Commentaries on Florida's Economy
“Few Floridians know that like most school employees, the percentage of taxes they pay is four times more than the state's wealthiest residents. Taxpayers who earn $1 million per year pay 3 percent in taxes, while those earning less than $15,000 pay over 12 percent. Before the legislative session ends with more cuts to schools, we need to tell our state's leaders that the responsibility for educating students must be fairly shared. It's time to invest in education.”
“As president of the Okeechobee County Education Association my phone has been ringing off the hook this past weekend. The district principals are starting their end of the year teacher evaluations and ‘it ain’t pretty.’ Annual teachers with ‘Exemplary’ and ‘Highly Effective’ evaluations are being told they are not re-hired for next year. When receiving that shock and asking why, they are being told, ‘thank you for your services’ and nothing more. The phone calls I have received so far are from annual contract teachers who are from out of state and single. I would like these unfortunate, non-renewed, annual contract teachers to know that they have not been lacking in their teaching. Unfortunately, districts can non-renew teachers at the end of each of the three years the teacher is on annual contract, and there is no recourse.”
-- Candice Black Walker, in a commentary in The Okeechobee News.
“Hope springs eternal. As Floridians get a better sense of the inadequate budget proposals and the damage that will be done to education, social services and health care, perhaps the governor and the Legislature will see the light. There are still three weeks left in the legislative session -- plenty of time to close some sales tax exemptions, broaden the base to tax some services and make it easier to collect taxes on Internet sales. But if it takes this much effort to raise the tobacco tax to pay for health care for the poor, the chance to turn a crisis into an opportunity is going up in smoke.”
"In short, the Florida Legislature, with its back against the wall, has not risen to the occasion with either cleverness or courage. Scrambling for short-term solutions, its members seem ready to settle for just getting by and going home.”
"The Legislature is saying it will hold schools harmless by giving them the same per-student allocation next year that they had this year. Given the cuts schools suffered this year, that's like a bully who just beat up a victim saying he isn't about to hit the kid again.”
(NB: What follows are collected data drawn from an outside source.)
//! Presenter demo application
//!
//! Plays a scripted name-entry scene in the terminal: a floating title, a
//! typewriter prompt that turns into an input field, and a fading hint.
//! Keyboard input comes from a fixed script so the run is reproducible.
//!
//! Usage: `presenter_demo [config.toml|config.ron]`

use std::cell::RefCell;
use std::rc::Rc;

use text_presenter::prelude::*;

const FRAME_SECONDS: f32 = 1.0 / 30.0;
const MAX_FRAMES: u64 = 600;

#[derive(thiserror::Error, Debug)]
enum DemoError {
    #[error("failed to load presenter config: {0}")]
    Config(#[from] ConfigError),

    #[error("presenter refused request: {0}")]
    Presenter(#[from] PresenterError),
}

/// Scripted keyboard activity keyed by frame number
enum ScriptStep {
    Type(&'static str),
    Press(KeyCode),
    Focus(bool),
    Pause(bool),
}

const SCRIPT: &[(u64, ScriptStep)] = &[
    (70, ScriptStep::Type("Ad")),
    (80, ScriptStep::Type("x\u{8}a")),
    (90, ScriptStep::Focus(false)),
    (95, ScriptStep::Type("ignored")),
    (100, ScriptStep::Focus(true)),
    (110, ScriptStep::Pause(true)),
    (130, ScriptStep::Pause(false)),
    (140, ScriptStep::Type("!")),
    (150, ScriptStep::Press(KeyCode::Enter)),
];

struct SubmissionLogger {
    name: Rc<RefCell<Option<String>>>,
}

impl EventHandler for SubmissionLogger {
    fn on_event(&mut self, event: &Event) -> bool {
        if let Some(text) = event.get_text() {
            log::info!("Player entered name {:?} at {:.2}s", text, event.timestamp);
            *self.name.borrow_mut() = Some(text.to_string());
        }
        true
    }
}

fn load_prompt_config() -> Result<PresenterConfig, DemoError> {
    let defaults = PresenterConfig {
        is_input_field: true,
        chars_per_second: 20.0,
        ..PresenterConfig::default()
    };
    match std::env::args().nth(1) {
        Some(path) => {
            log::info!("Loading prompt config from {}", path);
            Ok(PresenterConfig::load_from_file(&path)?)
        }
        None => Ok(defaults),
    }
}

fn run() -> Result<(), DemoError> {
    let mut canvas = Canvas::new();
    let keyboard = Rc::new(RefCell::new(Keyboard::new()));
    let events = Rc::new(RefCell::new(EventSystem::new()));

    let entered = Rc::new(RefCell::new(None));
    events.borrow_mut().register_handler(
        EventType::InputSubmitted,
        Box::new(SubmissionLogger {
            name: entered.clone(),
        }),
    );

    let title = canvas.add(
        PlainTextLabel::new("RUSTEROIDS")
            .with_name("title")
            .with_position(Vec3::new(0.0, 4.0, 0.0)),
    );
    let prompt = canvas.add(RichTextLabel::new("Enter your name:").with_name("prompt"));
    let hint = canvas.add(PlainTextLabel::new("press enter to continue").with_name("hint"));

    let title_config = PresenterConfig {
        floating_enabled: true,
        typewriter_enabled: false,
        ..PresenterConfig::default()
    };
    let mut title_presenter = TextPresenter::new(title.clone(), title_config, keyboard.clone(), events.clone());
    let mut prompt_presenter =
        TextPresenter::new(prompt.clone(), load_prompt_config()?, keyboard.clone(), events.clone());

    title_presenter.activate();
    prompt_presenter.activate();

    let mut timer = Timer::new();
    let mut last_shown = String::new();

    while timer.frame_count() < MAX_FRAMES {
        let frame = timer.frame_count();
        for (_, step) in SCRIPT.iter().filter(|(at, _)| *at == frame) {
            match step {
                ScriptStep::Type(text) => keyboard.borrow_mut().type_text(text),
                ScriptStep::Press(key) => keyboard.borrow_mut().press(*key),
                ScriptStep::Focus(focused) => keyboard.borrow_mut().set_focus(*focused),
                ScriptStep::Pause(paused) => {
                    timer.set_time_scale(if *paused { 0.0 } else { 1.0 });
                    log::info!("Game {}", if *paused { "paused" } else { "resumed" });
                }
            }
        }

        timer.advance(FRAME_SECONDS);
        let time = timer.frame();
        title_presenter.tick(&time);
        prompt_presenter.tick(&time);
        keyboard.borrow_mut().end_tick();
        events.borrow_mut().dispatch();

        if let Some(surface) = canvas.get(prompt.id()) {
            let shown = surface.borrow().displayed_text();
            if shown != last_shown {
                log::debug!("[{:>3}] {}", frame, shown);
                last_shown = shown;
            }
        }

        if prompt_presenter.input_locked() && prompt_presenter.running_reveals() == 0 {
            break;
        }
    }

    if entered.borrow().is_none() {
        log::warn!("No name submitted within {} frames", MAX_FRAMES);
        if prompt_presenter.capture_active() {
            prompt_presenter.submit()?;
            events.borrow_mut().dispatch();
        }
    }

    // Greet on the hint line while the title fades out
    let name = entered.borrow().clone();
    if let Some(name) = name {
        let greeting = format!("Welcome, {}!", name);
        prompt_presenter.animate_typewriter(&hint, &greeting, RevealSettings::default());
    }
    prompt_presenter.fade_to(&title, 0.0, 1.0, true);
    for _ in 0..45 {
        timer.advance(FRAME_SECONDS);
        prompt_presenter.tick(&timer.frame());
        title_presenter.tick(&timer.frame());
        events.borrow_mut().dispatch();
    }

    if let Some(surface) = canvas.get(hint.id()) {
        log::info!("Hint: {}", surface.borrow().displayed_text());
    }
    if let Some(surface) = canvas.get(title.id()) {
        log::info!("Title opacity: {:.2}", surface.borrow().opacity());
    }

    prompt_presenter.deactivate();
    title_presenter.deactivate();
    Ok(())
}

fn main() -> Result<(), Box<dyn std::error::Error>> {
    text_presenter::foundation::logging::init_with_default("debug");

    log::info!("Starting presenter demo");
    run()?;
    log::info!("Presenter demo finished");
    Ok(())
}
"Floridians have themselves to blame, in many ways, for not demanding a more sensible tax structure. In some ways, the great crisis now is how do you recreate a Florida dream? I mean, Florida was founded upon the idea of a dream. It’s a combination of the American dream at the larger level and the Florida dream, that you can come to Florida, you’ll have a better life, at least better Februarys. In retirement, you can have dignity in old age. And Florida was cheap. Florida is no longer cheap. We have lots of environmental, economic problems. And I think one of the great challenges -- I think it could be a creative one -- is how do we refashion a new dream? What will the new Florida dream be like? And I think America, in general, is also facing many of those challenges.”
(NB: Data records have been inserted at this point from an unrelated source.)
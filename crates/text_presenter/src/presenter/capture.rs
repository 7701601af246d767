//! Line-entry state for input capture
//!
//! [`InputLine`] is the edit buffer behind a capturing label and
//! [`CaretBlink`] is the per-label caret job.

const BACKSPACE: char = '\u{8}';
const DELETE: char = '\u{7f}';

/// Result of feeding one character to an [`InputLine`]
#[derive(Debug, Clone, Copy, PartialEq, Eq)]
pub enum LineAction {
    /// The buffer changed
    Edited,
    /// The character asks for submission
    Submit,
    /// Nothing happened
    Ignored,
}

/// Single-line edit buffer
#[derive(Debug, Clone, Default, PartialEq, Eq)]
pub struct InputLine {
    buffer: String,
}

impl InputLine {
    /// Create an empty line
    pub fn new() -> Self {
        Self::default()
    }

    /// Apply one typed character
    ///
    /// Newlines request submission instead of being stored. Backspace and
    /// delete remove the last character; on an empty line they do nothing.
    /// Other control characters are ignored.
    pub fn ingest(&mut self, c: char) -> LineAction {
        match c {
            '\n' | '\r' => LineAction::Submit,
            BACKSPACE | DELETE => {
                if self.buffer.pop().is_some() {
                    LineAction::Edited
                } else {
                    LineAction::Ignored
                }
            }
            c if c.is_control() => LineAction::Ignored,
            c => {
                self.buffer.push(c);
                LineAction::Edited
            }
        }
    }

    /// Text typed so far
    pub fn text(&self) -> &str {
        &self.buffer
    }

    /// Forget everything typed
    pub fn clear(&mut self) {
        self.buffer.clear();
    }

    /// Build the label text for this line
    pub fn compose(&self, prompt: &str, separator: &str, caret: Option<char>) -> String {
        let mut composed = String::with_capacity(prompt.len() + separator.len() + self.buffer.len() + 4);
        composed.push_str(prompt);
        composed.push_str(separator);
        composed.push_str(&self.buffer);
        if let Some(caret) = caret {
            composed.push(caret);
        }
        composed
    }
}

/// Caret visibility toggling on a fixed interval
#[derive(Debug, Clone, PartialEq)]
pub struct CaretBlink {
    interval: f32,
    elapsed: f32,
    visible: bool,
}

impl CaretBlink {
    /// Start with the caret shown
    pub fn new(interval: f32) -> Self {
        Self {
            interval,
            elapsed: 0.0,
            visible: true,
        }
    }

    /// Advance by `delta` seconds; returns whether the caret toggled
    pub fn tick(&mut self, delta: f32) -> bool {
        if !(self.interval.is_finite() && self.interval > 0.0) {
            return false;
        }
        self.elapsed += delta;
        let mut toggled = false;
        while self.elapsed >= self.interval {
            self.elapsed -= self.interval;
            self.visible = !self.visible;
            toggled = true;
        }
        toggled
    }

    /// Whether the caret is currently drawn
    pub fn visible(&self) -> bool {
        self.visible
    }
}
//! UI widgets module
//!
//! Contains the concrete label kinds a presenter can drive.

pub mod core;
pub mod text;

// Re-export core types
pub use core::UIElement;

// Re-export widget types
pub use text::{PlainTextLabel, RichTextLabel};
//! Opacity fade job

use super::JobStep;
use crate::foundation::math::smoothstep;
use crate::foundation::time::FrameTime;
use crate::ui::LabelHandle;

/// Smoothstep fade of a label's opacity
pub struct FadeJob {
    label: LabelHandle,
    from: f32,
    to: f32,
    duration: f32,
    elapsed: f32,
    use_unscaled_time: bool,
    complete: bool,
}

impl FadeJob {
    /// Start fading from the label's current opacity to `to`
    ///
    /// A non-positive duration applies `to` immediately and returns a
    /// completed job. Returns `None` if the label is gone.
    pub fn start(label: &LabelHandle, to: f32, duration: f32, use_unscaled_time: bool) -> Option<Self> {
        let shared = label.upgrade()?;
        let mut surface = shared.borrow_mut();

        let mut job = Self {
            label: label.clone(),
            from: surface.opacity(),
            to,
            duration,
            elapsed: 0.0,
            use_unscaled_time,
            complete: false,
        };
        if duration.is_nan() || duration <= 0.0 {
            surface.set_opacity(to);
            job.complete = true;
        }
        Some(job)
    }

    /// Advance the fade by one frame
    pub fn tick(&mut self, time: &FrameTime) -> JobStep {
        if self.complete {
            return JobStep::Completed;
        }
        let Some(shared) = self.label.upgrade() else {
            return JobStep::Abandoned;
        };
        let mut surface = shared.borrow_mut();

        self.elapsed += time.delta_for(self.use_unscaled_time);
        if self.elapsed >= self.duration {
            surface.set_opacity(self.to);
            self.complete = true;
            return JobStep::Completed;
        }

        let k = smoothstep(self.elapsed / self.duration);
        surface.set_opacity(self.from + (self.to - self.from) * k);
        JobStep::Running
    }

    /// Whether the target opacity has been reached
    pub fn is_complete(&self) -> bool {
        self.complete
    }
}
"On April 4, 41 years ago last evening, Dr. Martin Luther King Jr. was assassinated in Memphis. He was in town to help the strikers gain recognition of their union, and his epic ‘I've been to the mountaintop’ speech was a labor rally. Dr. King is remembered as America's greatest civil rights leader, but the man was a towering labor leader as well. He clearly connected the dots between the immorality of racial inequality and the economic injustices inflicted on working men and women of all colors. It was the same struggle: to demand through collective action one's individual worth and dignity. One of the great labor speeches in American history is King's 1961 address to the AFL-CIO. In it King reflected on the grand work of the labor movement. He said that in response to the ‘organized misery’ of sweatshops and the notion that capital may ‘act without restraints and without conscience,’ the worker unionized and by doing so had ‘constructed the means by which a fairer sharing of the fruits of his toil had to be given to him.’ How sad that in the intervening years King's message to workers has been lost. Worker solidarity has given way to an every-man-for-himself ethic that has helped to strip labor of the influence it once had. No surprise then that America's prosperity over the last 30 years has not been shared with the workers who created it, with essentially all of its rewards flowing to those at the top. Workers are no longer at the table when the pie gets divided, so they get the crumbs.”
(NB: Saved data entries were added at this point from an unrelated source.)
//! Typewriter reveal job
//!
//! A [`RevealJob`] discloses a string a few characters per tick. How the
//! partial text reaches the screen depends on the surface:
//!
//! - surfaces with a visible-character limit get the whole text once and a
//!   rising limit
//! - plain surfaces get successive prefixes of the text
//!
//! The strategy is chosen once when the job starts.

use log::{trace, warn};

use super::JobStep;
use crate::config::PresenterConfig;
use crate::foundation::time::FrameTime;
use crate::ui::{DisplaySurface, LabelHandle, LabelId, SurfaceCapabilities};

/// Parameters of a single reveal
#[derive(Debug, Clone, Copy, PartialEq)]
pub struct RevealSettings {
    /// Reveal rate; zero or less reveals instantly
    pub chars_per_second: f32,
    /// Advance on real time instead of scaled game time
    pub use_unscaled_time: bool,
    /// Clear the label before revealing
    pub reset_before_start: bool,
}

impl Default for RevealSettings {
    fn default() -> Self {
        Self {
            chars_per_second: 30.0,
            use_unscaled_time: true,
            reset_before_start: true,
        }
    }
}

impl RevealSettings {
    /// Read the reveal settings out of a presenter config
    pub fn from_config(config: &PresenterConfig) -> Self {
        Self {
            chars_per_second: config.chars_per_second,
            use_unscaled_time: config.use_unscaled_time,
            reset_before_start: config.reset_content_before_reveal,
        }
    }

    /// Whether a text of `total` characters would be shown in one go
    fn is_instant(&self, total: usize) -> bool {
        let cps = self.chars_per_second;
        let duration = total as f32 / cps;
        cps.is_nan() || cps <= 0.0 || duration.is_nan() || duration <= 0.0
    }
}

#[derive(Debug, Clone, Copy, PartialEq, Eq)]
enum RevealMode {
    CharacterLimit,
    Prefix,
}

impl RevealMode {
    fn select(capabilities: SurfaceCapabilities) -> Option<Self> {
        if !capabilities.contains(SurfaceCapabilities::TEXT) {
            None
        } else if capabilities.contains(SurfaceCapabilities::VISIBLE_CHARACTER_LIMIT) {
            Some(Self::CharacterLimit)
        } else {
            Some(Self::Prefix)
        }
    }
}

/// First `chars` characters of `text`
fn prefix(text: &str, chars: usize) -> &str {
    text.char_indices()
        .nth(chars)
        .map_or(text, |(index, _)| &text[..index])
}

/// Progressive reveal of one string on one label
pub struct RevealJob {
    label: LabelHandle,
    full_text: String,
    mode: RevealMode,
    settings: RevealSettings,

    total: usize,
    visible: usize,
    elapsed: f32,
    complete: bool,
}

impl RevealJob {
    /// Prepare the label and start revealing `text`
    ///
    /// Returns `None` when the label no longer exists or cannot show text;
    /// the latter is logged as a warning. An instant reveal comes back
    /// already complete.
    pub fn start(label: &LabelHandle, text: &str, settings: RevealSettings) -> Option<Self> {
        let shared = label.upgrade()?;
        let mut surface = shared.borrow_mut();

        let Some(mode) = RevealMode::select(surface.capabilities()) else {
            warn!("Typewriter: '{}' has no text capability, reveal dropped", surface.name());
            return None;
        };

        if settings.reset_before_start {
            surface.set_text("");
        }

        let total = if mode == RevealMode::CharacterLimit {
            surface.set_text(text);
            surface.force_layout();
            surface.set_visible_characters(Some(0));
            surface.character_count()
        } else {
            text.chars().count()
        };

        let mut job = Self {
            label: label.clone(),
            full_text: text.to_string(),
            mode,
            settings,
            total,
            visible: 0,
            elapsed: 0.0,
            complete: false,
        };

        if settings.is_instant(total) {
            job.finish(&mut *surface);
        }
        Some(job)
    }

    /// Advance the reveal by one frame
    pub fn tick(&mut self, time: &FrameTime) -> JobStep {
        if self.complete {
            return JobStep::Completed;
        }
        let Some(shared) = self.label.upgrade() else {
            trace!("Typewriter: label {:?} destroyed mid-reveal", self.label.id());
            return JobStep::Abandoned;
        };
        let mut surface = shared.borrow_mut();

        self.elapsed += time.delta_for(self.settings.use_unscaled_time);
        let target = ((self.elapsed * self.settings.chars_per_second).floor() as usize).min(self.total);
        if target > self.visible {
            self.visible = target;
            self.show(&mut *surface);
        }

        if self.visible >= self.total {
            self.finish(&mut *surface);
            JobStep::Completed
        } else {
            JobStep::Running
        }
    }

    fn show(&self, surface: &mut dyn DisplaySurface) {
        match self.mode {
            RevealMode::CharacterLimit => surface.set_visible_characters(Some(self.visible)),
            RevealMode::Prefix => surface.set_text(prefix(&self.full_text, self.visible)),
        }
    }

    fn finish(&mut self, surface: &mut dyn DisplaySurface) {
        self.visible = self.total;
        self.complete = true;
        match self.mode {
            RevealMode::CharacterLimit => surface.set_visible_characters(None),
            RevealMode::Prefix => surface.set_text(&self.full_text),
        }
    }

    /// Label being revealed
    pub fn label_id(&self) -> LabelId {
        self.label.id()
    }

    /// Text being revealed
    pub fn text(&self) -> &str {
        &self.full_text
    }

    /// Characters shown so far
    pub fn visible(&self) -> usize {
        self.visible
    }

    /// Characters in the full text
    pub fn total(&self) -> usize {
        self.total
    }

    /// Whether every character has been shown
    pub fn is_complete(&self) -> bool {
        self.complete
    }
}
"Unified or not, the most daunting task the unions face is passing the Employee Free Choice Act -- a challenge that's grown steeper since Sens. Arlen Specter (R-Pa.) and Arkansas' Blanche Lincoln (D-Wal-Mart) announced that they wouldn't support the legislation in its current form. Labor must calculate how much it can compromise on a bill that is essential to rebuilding private-sector unions in America, and whether it can renew the fight if the Democrats pick up more senators in next year's midterm elections -- a campaign to which a newly unified labor movement would bring greater numbers, more coordination and a desperate ferocity.”